In the long-term, this assists CHEWs in establishing a better connection and in becoming more caring professionals.
- The Power of Teamwork and Peer Support
Students of CHEW usually work separately but they form integration into wider health teams. Under this environment, they acquire informal yet important lessons concerning team work.
What they learn:
- Respect for Every Role: Be it a janitor, a lab tech or an elder volunteer, they realize that they have their part to play in the delivery of healthcare.
- Shared Stress Management: Discussing with colleagues of similar experiences of hard times in practicum also becomes a healing process.
- Leadership by Action: There are some students by default who will volunteer when things are going on the wrong track- they learn to take charge without actually holding any positions.
These team-based course work cultivates lowliness and readiness for interdisciplinary work in the future.
- Improvisation and Problem Solving in Unexpected Situations
In field practicums, things do not always work out as intended. A patient can collapse at an outreach programme. There can be a transportation strike that will postpone the delivery of vaccines. A fridge powered by solar energy can break down during a heatwave.
What they learn:
- Quick Decision Making: CHEWs are taught to evaluate possibilities and take immediate decisions.

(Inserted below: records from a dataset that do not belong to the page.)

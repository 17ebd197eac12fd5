//! Health and metrics HTTP handlers

use std::sync::Arc;
use warp::Reply;

use crate::shared::metrics::PaymentMetrics;

pub async fn handle_health_request() -> Result<impl Reply, warp::reject::Rejection> {
    let health = serde_json::json!({
        "status": "healthy",
        "version": env!("CARGO_PKG_VERSION"),
        "timestamp": chrono::Utc::now().to_rfc3339(),
    });
    Ok(warp::reply::json(&health))
}

pub async fn handle_metrics_request(
    metrics: Arc<PaymentMetrics>,
) -> Result<impl Reply, warp::reject::Rejection> {
    Ok(warp::reply::json(&metrics.snapshot()))
}
//! Metrics utilities module
//!
//! This module provides counters for the payment session lifecycle,
//! exposed as JSON on the metrics endpoint.

use serde::{Deserialize, Serialize};
use std::sync::atomic::{AtomicU64, Ordering};
use std::time::{Duration, SystemTime};

/// Metrics snapshot
#[derive(Debug, Clone, Serialize, Deserialize)]
pub struct Metrics {
    /// Payment sessions created
    pub sessions_created: u64,

    /// Status checks served
    pub status_checks: u64,

    /// Status transitions actually applied during reconciliation
    pub reconciliations_applied: u64,

    /// Webhooks received (any outcome)
    pub webhooks_received: u64,

    /// Webhooks fully processed
    pub webhooks_processed: u64,

    /// Webhooks acknowledged without action (unknown event type or ref id)
    pub webhooks_ignored: u64,

    /// Webhooks rejected by signature verification
    pub webhooks_rejected: u64,

    /// Provider call failures
    pub provider_errors: u64,

    /// Uptime in seconds
    pub uptime_seconds: u64,
}

/// Payment metrics for the application
pub struct PaymentMetrics {
    sessions_created: AtomicU64,
    status_checks: AtomicU64,
    reconciliations_applied: AtomicU64,
    webhooks_received: AtomicU64,
    webhooks_processed: AtomicU64,
    webhooks_ignored: AtomicU64,
    webhooks_rejected: AtomicU64,
    provider_errors: AtomicU64,
    start_time: SystemTime,
}

impl PaymentMetrics {
    /// Create a new metrics instance
    pub fn new() -> Self {
        Self {
            sessions_created: AtomicU64::new(0),
            status_checks: AtomicU64::new(0),
            reconciliations_applied: AtomicU64::new(0),
            webhooks_received: AtomicU64::new(0),
            webhooks_processed: AtomicU64::new(0),
            webhooks_ignored: AtomicU64::new(0),
            webhooks_rejected: AtomicU64::new(0),
            provider_errors: AtomicU64::new(0),
            start_time: SystemTime::now(),
        }
    }

    pub fn increment_sessions_created(&self) {
        self.sessions_created.fetch_add(1, Ordering::Relaxed);
    }

    pub fn increment_status_checks(&self) {
        self.status_checks.fetch_add(1, Ordering::Relaxed);
    }

    pub fn increment_reconciliations_applied(&self) {
        self.reconciliations_applied.fetch_add(1, Ordering::Relaxed);
    }

    pub fn increment_webhooks_received(&self) {
        self.webhooks_received.fetch_add(1, Ordering::Relaxed);
    }

    pub fn increment_webhooks_processed(&self) {
        self.webhooks_processed.fetch_add(1, Ordering::Relaxed);
    }

    pub fn increment_webhooks_ignored(&self) {
        self.webhooks_ignored.fetch_add(1, Ordering::Relaxed);
    }

    pub fn increment_webhooks_rejected(&self) {
        self.webhooks_rejected.fetch_add(1, Ordering::Relaxed);
    }

    pub fn increment_provider_errors(&self) {
        self.provider_errors.fetch_add(1, Ordering::Relaxed);
    }

    /// Get current metrics
    pub fn snapshot(&self) -> Metrics {
        let uptime = SystemTime::now()
            .duration_since(self.start_time)
            .unwrap_or(Duration::from_secs(0))
            .as_secs();

        Metrics {
            sessions_created: self.sessions_created.load(Ordering::Relaxed),
            status_checks: self.status_checks.load(Ordering::Relaxed),
            reconciliations_applied: self.reconciliations_applied.load(Ordering::Relaxed),
            webhooks_received: self.webhooks_received.load(Ordering::Relaxed),
            webhooks_processed: self.webhooks_processed.load(Ordering::Relaxed),
            webhooks_ignored: self.webhooks_ignored.load(Ordering::Relaxed),
            webhooks_rejected: self.webhooks_rejected.load(Ordering::Relaxed),
            provider_errors: self.provider_errors.load(Ordering::Relaxed),
            uptime_seconds: uptime,
        }
    }
}

impl Default for PaymentMetrics {
    fn default() -> Self {
        Self::new()
    }
}
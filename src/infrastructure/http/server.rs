//! HTTP server implementation
//!
//! This module wires adapters into services and services into routes. The
//! service is designed to run behind a reverse proxy that terminates SSL.

use crate::{
    application::services::session_service::PaymentSessionService,
    application::services::webhook_service::WebhookDispatcher,
    config::AppConfig,
    infrastructure::adapters::provider_client::{PaxosProviderClient, ProviderApi},
    infrastructure::adapters::report_unlock::{LoggingReportUnlock, ReportUnlock},
    infrastructure::adapters::session_store::SessionStore,
    infrastructure::adapters::token_manager::{PaxosOAuthEndpoint, TokenManager},
    infrastructure::http::routes::{handle_rejection, HealthRoutes, PaymentRoutes},
    shared::error::{AppError, AppResult},
    shared::metrics::PaymentMetrics,
};
use std::sync::Arc;
use tracing::{info, instrument};
use warp::{Filter, Reply};

/// HTTP server for the payment session service
pub struct HttpServer {
    config: AppConfig,
    session_service: Arc<PaymentSessionService>,
    webhook_dispatcher: Arc<WebhookDispatcher>,
    metrics: Arc<PaymentMetrics>,
}

impl HttpServer {
    /// Create a new server with the production provider client and the
    /// logging unlock callback
    pub async fn new(config: AppConfig) -> AppResult<Self> {
        let config_arc = Arc::new(config.clone());

        let token_endpoint = Arc::new(PaxosOAuthEndpoint::new(config_arc.clone())?);
        let tokens = Arc::new(TokenManager::new(
            token_endpoint,
            config.payments.token_safety_margin_seconds,
        ));
        let provider: Arc<dyn ProviderApi> =
            Arc::new(PaxosProviderClient::new(config_arc, tokens)?);

        Self::with_adapters(config, provider, Arc::new(LoggingReportUnlock)).await
    }

    /// Create a server with injected provider and unlock adapters. Embedding
    /// applications use this to supply their own report unlock hook.
    pub async fn with_adapters(
        config: AppConfig,
        provider: Arc<dyn ProviderApi>,
        unlock: Arc<dyn ReportUnlock>,
    ) -> AppResult<Self> {
        let config_arc = Arc::new(config.clone());

        let redis = if config.cache.enabled {
            let client = redis::Client::open(config.cache.redis_url.as_str())
                .map_err(|e| AppError::Config(format!("Invalid redis URL: {}", e)))?;
            let manager = client
                .get_connection_manager()
                .await
                .map_err(|e| AppError::Config(format!("Failed to connect to redis: {}", e)))?;
            Some(Arc::new(manager))
        } else {
            None
        };

        let metrics = Arc::new(PaymentMetrics::new());
        let store = Arc::new(SessionStore::new(redis));

        let session_service = Arc::new(PaymentSessionService::new(
            config_arc.clone(),
            provider,
            store.clone(),
            metrics.clone(),
        ));
        let webhook_dispatcher = Arc::new(WebhookDispatcher::new(
            config_arc,
            session_service.clone(),
            store,
            unlock,
            metrics.clone(),
        ));

        Ok(Self {
            config,
            session_service,
            webhook_dispatcher,
            metrics,
        })
    }

    /// Get a reference to the configuration
    pub fn config(&self) -> &AppConfig {
        &self.config
    }

    /// Run the HTTP server
    #[instrument(skip(self))]
    pub async fn run(self) -> AppResult<()> {
        let addr = self.config.server_address();
        let addr: std::net::SocketAddr = addr
            .parse()
            .map_err(|e| AppError::Config(format!("Invalid server address: {}", e)))?;

        info!("Starting HTTP server on {}", addr);

        let routes = self.create_routes();
        warp::serve(routes).run(addr).await;

        Ok(())
    }

    /// Create the application routes
    pub fn create_routes(
        self,
    ) -> impl Filter<Extract = impl Reply, Error = std::convert::Infallible> + Clone {
        let payments = PaymentRoutes::create_routes(
            self.config.clone(),
            self.session_service,
            self.webhook_dispatcher,
        );
        let health = HealthRoutes::create_routes(self.metrics);

        payments.or(health).recover(handle_rejection)
    }
}

#[cfg(test)]
mod tests {
    use super::*;
    use crate::infrastructure::adapters::provider_client::{
        PaxosPaymentRequest, ProviderPayment,
    };
    use async_trait::async_trait;
    use serde_json::Value;

    struct StubProvider;

    #[async_trait]
    impl ProviderApi for StubProvider {
        async fn create_payment(
            &self,
            request: PaxosPaymentRequest,
        ) -> AppResult<ProviderPayment> {
            Ok(ProviderPayment {
                id: "pay_1".to_string(),
                ref_id: request.ref_id,
                amount: request.amount,
                currency: request.currency,
                status: "PAYMENT_STATUS_PENDING".to_string(),
                payment_url: Some("https://pay.example.com/pay_1".to_string()),
                created_at: "2026-08-01T10:00:00Z".to_string(),
            })
        }

        async fn get_payment_by_ref_id(
            &self,
            _ref_id: &str,
        ) -> AppResult<Option<ProviderPayment>> {
            Ok(None)
        }
    }

    fn test_config() -> AppConfig {
        let mut config = AppConfig::default();
        config.rate_limit.enabled = false;
        config.cache.enabled = false;
        config
    }

    async fn test_routes(
    ) -> impl Filter<Extract = impl Reply, Error = std::convert::Infallible> + Clone {
        let server = HttpServer::with_adapters(
            test_config(),
            Arc::new(StubProvider),
            Arc::new(LoggingReportUnlock),
        )
        .await
        .unwrap();
        server.create_routes()
    }

    #[tokio::test]
    async fn test_create_payment_returns_201() {
        let routes = test_routes().await;

        let response = warp::test::request()
            .method("POST")
            .path("/payments")
            .json(&serde_json::json!({
                "amount": 500.00,
                "currency": "USD",
                "description": "Growth report",
                "reportId": "r1",
                "leadId": "l1"
            }))
            .reply(&routes)
            .await;

        assert_eq!(response.status(), 201);
        let body: Value = serde_json::from_slice(response.body()).unwrap();
        let ref_id = body["refId"].as_str().unwrap();
        assert!(regex::Regex::new(r"^l1-r1-\d+$").unwrap().is_match(ref_id));
        assert_eq!(
            body["paymentUrl"].as_str().unwrap(),
            "https://pay.example.com/pay_1"
        );
        assert!(body["expiresAt"].is_string());
    }

    #[tokio::test]
    async fn test_create_payment_validation_failure_returns_400() {
        let routes = test_routes().await;

        let response = warp::test::request()
            .method("POST")
            .path("/payments")
            .json(&serde_json::json!({
                "amount": -1,
                "currency": "USD",
                "description": "Growth report",
                "reportId": "r1",
                "leadId": "l1"
            }))
            .reply(&routes)
            .await;

        assert_eq!(response.status(), 400);
        let body: Value = serde_json::from_slice(response.body()).unwrap();
        assert!(body["error"].as_str().unwrap().contains("amount"));
    }

    #[tokio::test]
    async fn test_create_payment_without_credentials_returns_503() {
        // Production wiring with no configured credentials: the token
        // manager fails before any network call is attempted.
        let server = HttpServer::new(test_config()).await.unwrap();
        let routes = server.create_routes();

        let response = warp::test::request()
            .method("POST")
            .path("/payments")
            .json(&serde_json::json!({
                "amount": 500.00,
                "currency": "USD",
                "description": "Growth report",
                "reportId": "r1",
                "leadId": "l1"
            }))
            .reply(&routes)
            .await;

        assert_eq!(response.status(), 503);
    }

    #[tokio::test]
    async fn test_status_without_ref_id_returns_400() {
        let routes = test_routes().await;

        let response = warp::test::request()
            .method("GET")
            .path("/payments/status")
            .reply(&routes)
            .await;

        assert_eq!(response.status(), 400);
    }

    #[tokio::test]
    async fn test_status_for_unknown_session_returns_404() {
        let routes = test_routes().await;

        let response = warp::test::request()
            .method("GET")
            .path("/payments/status?refId=l9-r9-123")
            .reply(&routes)
            .await;

        assert_eq!(response.status(), 404);
    }

    #[tokio::test]
    async fn test_webhook_always_returns_200() {
        let routes = test_routes().await;

        let response = warp::test::request()
            .method("POST")
            .path("/payments/webhook")
            .body("not json")
            .reply(&routes)
            .await;

        assert_eq!(response.status(), 200);
        let body: Value = serde_json::from_slice(response.body()).unwrap();
        assert_eq!(body["received"], true);
        assert!(body["error"].is_string());
    }

    #[tokio::test]
    async fn test_webhook_for_unknown_ref_id_is_acknowledged() {
        let routes = test_routes().await;

        let response = warp::test::request()
            .method("POST")
            .path("/payments/webhook")
            .json(&serde_json::json!({
                "event": "payment.completed",
                "data": {"ref_id": "l9-r9-999", "payment_amount": 500, "status": "completed"}
            }))
            .reply(&routes)
            .await;

        assert_eq!(response.status(), 200);
        let body: Value = serde_json::from_slice(response.body()).unwrap();
        assert_eq!(body["received"], true);
        assert!(body["error"].is_null());
    }

    #[tokio::test]
    async fn test_health_endpoint() {
        let routes = test_routes().await;

        let response = warp::test::request()
            .method("GET")
            .path("/health")
            .reply(&routes)
            .await;

        assert_eq!(response.status(), 200);
        let body: Value = serde_json::from_slice(response.body()).unwrap();
        assert_eq!(body["status"], "healthy");
    }

    #[tokio::test]
    async fn test_metrics_endpoint_counts_sessions() {
        let routes = test_routes().await;

        warp::test::request()
            .method("POST")
            .path("/payments")
            .json(&serde_json::json!({
                "amount": 500.00,
                "currency": "USD",
                "description": "Growth report",
                "reportId": "r1",
                "leadId": "l1"
            }))
            .reply(&routes)
            .await;

        let response = warp::test::request()
            .method("GET")
            .path("/metrics")
            .reply(&routes)
            .await;

        assert_eq!(response.status(), 200);
        let body: Value = serde_json::from_slice(response.body()).unwrap();
        assert_eq!(body["sessions_created"], 1);
    }
}
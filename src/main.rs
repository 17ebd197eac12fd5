use ignitia_payments::shared::logging::LoggingUtils;
use ignitia_payments::{AppConfig, HttpServer};
use tracing::{error, info};

#[tokio::main]
async fn main() {
    // Load configuration before logging is up; failures go to stderr.
    let config = match AppConfig::load() {
        Ok(config) => config,
        Err(e) => {
            eprintln!("Failed to load configuration: {}", e);
            std::process::exit(1);
        }
    };

    if let Err(e) = LoggingUtils::initialize(&config.logging.level) {
        eprintln!("Failed to initialize logging: {}", e);
        std::process::exit(1);
    }

    info!("Starting Ignitia payments service...");

    // Create and start server
    let server = match HttpServer::new(config).await {
        Ok(server) => {
            info!("Server initialized successfully");
            server
        }
        Err(e) => {
            error!("Failed to initialize server: {}", e);
            std::process::exit(1);
        }
    };

    info!("Server starting on {}", server.config().server_address());

    if let Err(e) = server.run().await {
        error!("Server error: {}", e);
        std::process::exit(1);
    }
}
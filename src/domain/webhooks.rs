//! Webhook domain models and types

use chrono::{DateTime, Utc};
use serde::{Deserialize, Serialize};
use uuid::Uuid;

/// Known provider webhook event types, with an explicit fallback arm for
/// anything the provider introduces later.
#[derive(Debug, Clone, PartialEq, Eq)]
pub enum WebhookEventType {
    PaymentCompleted,
    PaymentFailed,
    PaymentPending,
    PaymentCancelled,
    Unknown(String),
}

impl WebhookEventType {
    pub fn parse(event: &str) -> Self {
        match event {
            "payment.completed" => WebhookEventType::PaymentCompleted,
            "payment.failed" => WebhookEventType::PaymentFailed,
            "payment.pending" => WebhookEventType::PaymentPending,
            "payment.cancelled" => WebhookEventType::PaymentCancelled,
            other => WebhookEventType::Unknown(other.to_string()),
        }
    }

    pub fn as_str(&self) -> &str {
        match self {
            WebhookEventType::PaymentCompleted => "payment.completed",
            WebhookEventType::PaymentFailed => "payment.failed",
            WebhookEventType::PaymentPending => "payment.pending",
            WebhookEventType::PaymentCancelled => "payment.cancelled",
            WebhookEventType::Unknown(other) => other,
        }
    }
}

/// Event payload data as delivered by the provider
#[derive(Debug, Clone, Serialize, Deserialize)]
pub struct WebhookData {
    pub ref_id: String,
    #[serde(default)]
    pub payment_amount: Option<f64>,
    #[serde(default)]
    pub status: Option<String>,
    #[serde(default)]
    pub payment_id: Option<String>,
    #[serde(default)]
    pub transaction_id: Option<String>,
    #[serde(default)]
    pub error: Option<String>,
}

/// Inbound webhook payload
#[derive(Debug, Clone, Serialize, Deserialize)]
pub struct WebhookPayload {
    pub event: String,
    pub data: WebhookData,
}

/// Audit record for one received webhook
#[derive(Debug, Clone, Serialize, Deserialize)]
pub struct WebhookEvent {
    pub id: String,
    pub event_type: String,
    pub ref_id: String,
    pub payload: serde_json::Value,
    pub processed: bool,
    pub error_message: Option<String>,
    pub received_at: DateTime<Utc>,
}

impl WebhookEvent {
    pub fn new(event_type: &str, ref_id: &str, payload: serde_json::Value) -> Self {
        Self {
            id: Uuid::new_v4().to_string(),
            event_type: event_type.to_string(),
            ref_id: ref_id.to_string(),
            payload,
            processed: false,
            error_message: None,
            received_at: Utc::now(),
        }
    }
}
impl WebhookDispatcher {
    pub fn new(
        config: Arc<AppConfig>,
        sessions: Arc<PaymentSessionService>,
        store: Arc<SessionStore>,
        unlock: Arc<dyn ReportUnlock>,
        metrics: Arc<PaymentMetrics>,
    ) -> Self {
        Self {
            config,
            sessions,
            store,
            unlock,
            metrics,
        }
    }

    /// Handle one delivery. Always returns an acknowledgement; internal
    /// failures are carried in the `error` field for diagnostics only.
    pub async fn handle(&self, body: &[u8], signature: Option<&str>) -> WebhookAck {
        self.metrics.increment_webhooks_received();

        match self.process(body, signature).await {
            Ok(()) => WebhookAck::ok(),
            Err(e) => {
                error!(error = %e, "Webhook processing failed");
                WebhookAck::with_error(&e)
            }
        }
    }

    async fn process(&self, body: &[u8], signature: Option<&str>) -> AppResult<()> {
        // Verification runs before any parsing or state mutation.
        if let Some(secret) = self.config.webhook.secret.as_deref() {
            let Some(signature) = signature else {
                self.metrics.increment_webhooks_rejected();
                LoggingUtils::log_rejected_signature("signature header missing");
                return Err(AppError::SignatureVerification(
                    "signature header missing".to_string(),
                ));
            };
            if !verify_signature(body, signature, secret) {
                self.metrics.increment_webhooks_rejected();
                LoggingUtils::log_rejected_signature("signature mismatch");
                return Err(AppError::SignatureVerification(
                    "signature mismatch".to_string(),
                ));
            }
        }

        let payload: WebhookPayload = serde_json::from_slice(body)
            .map_err(|e| AppError::MalformedPayload(e.to_string()))?;
        if payload.event.is_empty() || payload.data.ref_id.is_empty() {
            return Err(AppError::MalformedPayload(
                "event and data.ref_id are required".to_string(),
            ));
        }

        let event_type = WebhookEventType::parse(&payload.event);

        // Audit record first, outcome attached afterwards.
        let event = WebhookEvent::new(
            event_type.as_str(),
            &payload.data.ref_id,
            serde_json::to_value(&payload)?,
        );
        let event_id = event.id.clone();
        self.store.record_event(&event).await?;

        let outcome = self.dispatch(&event_type, &payload).await;
        self.store
            .mark_event_processed(&event_id, outcome.as_ref().err().map(|e| e.to_string()))
            .await?;
        outcome?;

        self.metrics.increment_webhooks_processed();
        Ok(())
    }

    async fn dispatch(
        &self,
        event_type: &WebhookEventType,
        payload: &WebhookPayload,
    ) -> AppResult<()> {
        info!(
            event_type = %event_type.as_str(),
            ref_id = %payload.data.ref_id,
            "Processing webhook event"
        );

        match event_type {
            WebhookEventType::PaymentCompleted => self.handle_completed(payload).await,
            WebhookEventType::PaymentFailed => self.handle_failed(payload).await,
            WebhookEventType::PaymentPending => self.handle_pending(payload).await,
            WebhookEventType::PaymentCancelled => self.handle_cancelled(payload).await,
            WebhookEventType::Unknown(name) => {
                warn!(event_type = %name, "Ignoring unknown webhook event type");
                self.metrics.increment_webhooks_ignored();
                Ok(())
            }
        }
    }

    async fn handle_completed(&self, payload: &WebhookPayload) -> AppResult<()> {
        let ref_id = &payload.data.ref_id;
        let Some(mut session) = self.sessions.find_session(ref_id).await? else {
            LoggingUtils::log_unmatched_webhook("payment.completed", ref_id);
            self.metrics.increment_webhooks_ignored();
            return Ok(());
        };

        let applied = self
            .sessions
            .reconcile(&mut session, PaymentStatus::Completed, None)
            .await?;

        // Redeliveries find the session already completed, so the unlock
        // callback fires exactly once per session.
        if applied {
            self.unlock.on_payment_completed(&session).await?;
        }
        Ok(())
    }

    async fn handle_failed(&self, payload: &WebhookPayload) -> AppResult<()> {
        let ref_id = &payload.data.ref_id;
        let Some(mut session) = self.sessions.find_session(ref_id).await? else {
            LoggingUtils::log_unmatched_webhook("payment.failed", ref_id);
            self.metrics.increment_webhooks_ignored();
            return Ok(());
        };

        self.sessions
            .reconcile(
                &mut session,
                PaymentStatus::Failed,
                payload.data.error.clone(),
            )
            .await?;
        Ok(())
    }

    async fn handle_pending(&self, payload: &WebhookPayload) -> AppResult<()> {
        let ref_id = &payload.data.ref_id;
        let Some(mut session) = self.sessions.find_session(ref_id).await? else {
            LoggingUtils::log_unmatched_webhook("payment.pending", ref_id);
            self.metrics.increment_webhooks_ignored();
            return Ok(());
        };

        // A pending notification means the provider has started work.
        self.sessions
            .reconcile(&mut session, PaymentStatus::Processing, None)
            .await?;
        Ok(())
    }

    async fn handle_cancelled(&self, payload: &WebhookPayload) -> AppResult<()> {
        let ref_id = &payload.data.ref_id;
        let Some(mut session) = self.sessions.find_session(ref_id).await? else {
            LoggingUtils::log_unmatched_webhook("payment.cancelled", ref_id);
            self.metrics.increment_webhooks_ignored();
            return Ok(());
        };

        self.sessions
            .reconcile(&mut session, PaymentStatus::Cancelled, None)
            .await?;
        Ok(())
    }
}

- Using What’s Available: They learn to do with what is available using empty water bottles for health demos or teaching a lesson on sanitation using a bucket and some soap.
- Confidence Under Pressure: Those experiences prepare CHEWs to operate under pressure with cool heads.
- Professional Identity and Personal Growth
The most effective part of the hidden curriculum perhaps is the way it transforms the person. Students that might have begun with confusion and fearfulness have become assured health workers with the sense of mission.
What they learn:
- Why They Chose This Path: In the course of field work their dedication to serve is reinstated.
- Their Strengths and Limits: The students learn what they are good at and where there are weaknesses.
- Adaptability: They are more elastic, imaginative, and ready to work with the contingencies in the face of public health.
It is not graded development but it is life-changing.
Integrating the Hidden Curriculum into Formal Training
Although this process encompassing the lessons hidden curriculum is not formal, an educator can assist through:
- Facilitating Reflection: Making students write journals or taking part in discussions.
- Providing Mentorship: Providing field mentors that impart knowledge on how to resolve a situation involving ethics or emotions.
- Creating Safe Spaces: Encouraging the students to open up without being afraid to be criticized.
Recognizing the presence of the hidden curriculum, institutions render the training of CHEW to be more whole some and humanistic.
Conclusion
Not everything that is taught is necessarily the valuable lesson to a Community Health Extension Worker, as they are often lived. The unseen curriculum, brimming with skills, intuitive, moral, and practical wisdom as well as being systematic, equips CHEWs in the way of the intensely human endeavors of public health practice.
Since it is about making do with little, to wading through a cultural landscape, to doing what is ethically upright, to being an emotionally strong person, they are the silent classes that construct the backbone of an effective health worker. They go out not only equipped with the technical expertise but with the wisdom, ability and compassion that can only come with experience.
When identifying and accepting the hidden curriculum, we equip CHEWs to a greater state of readiness to live in and serve the world into which they have been called and a world oft far too beyond the script but always in service of the heart.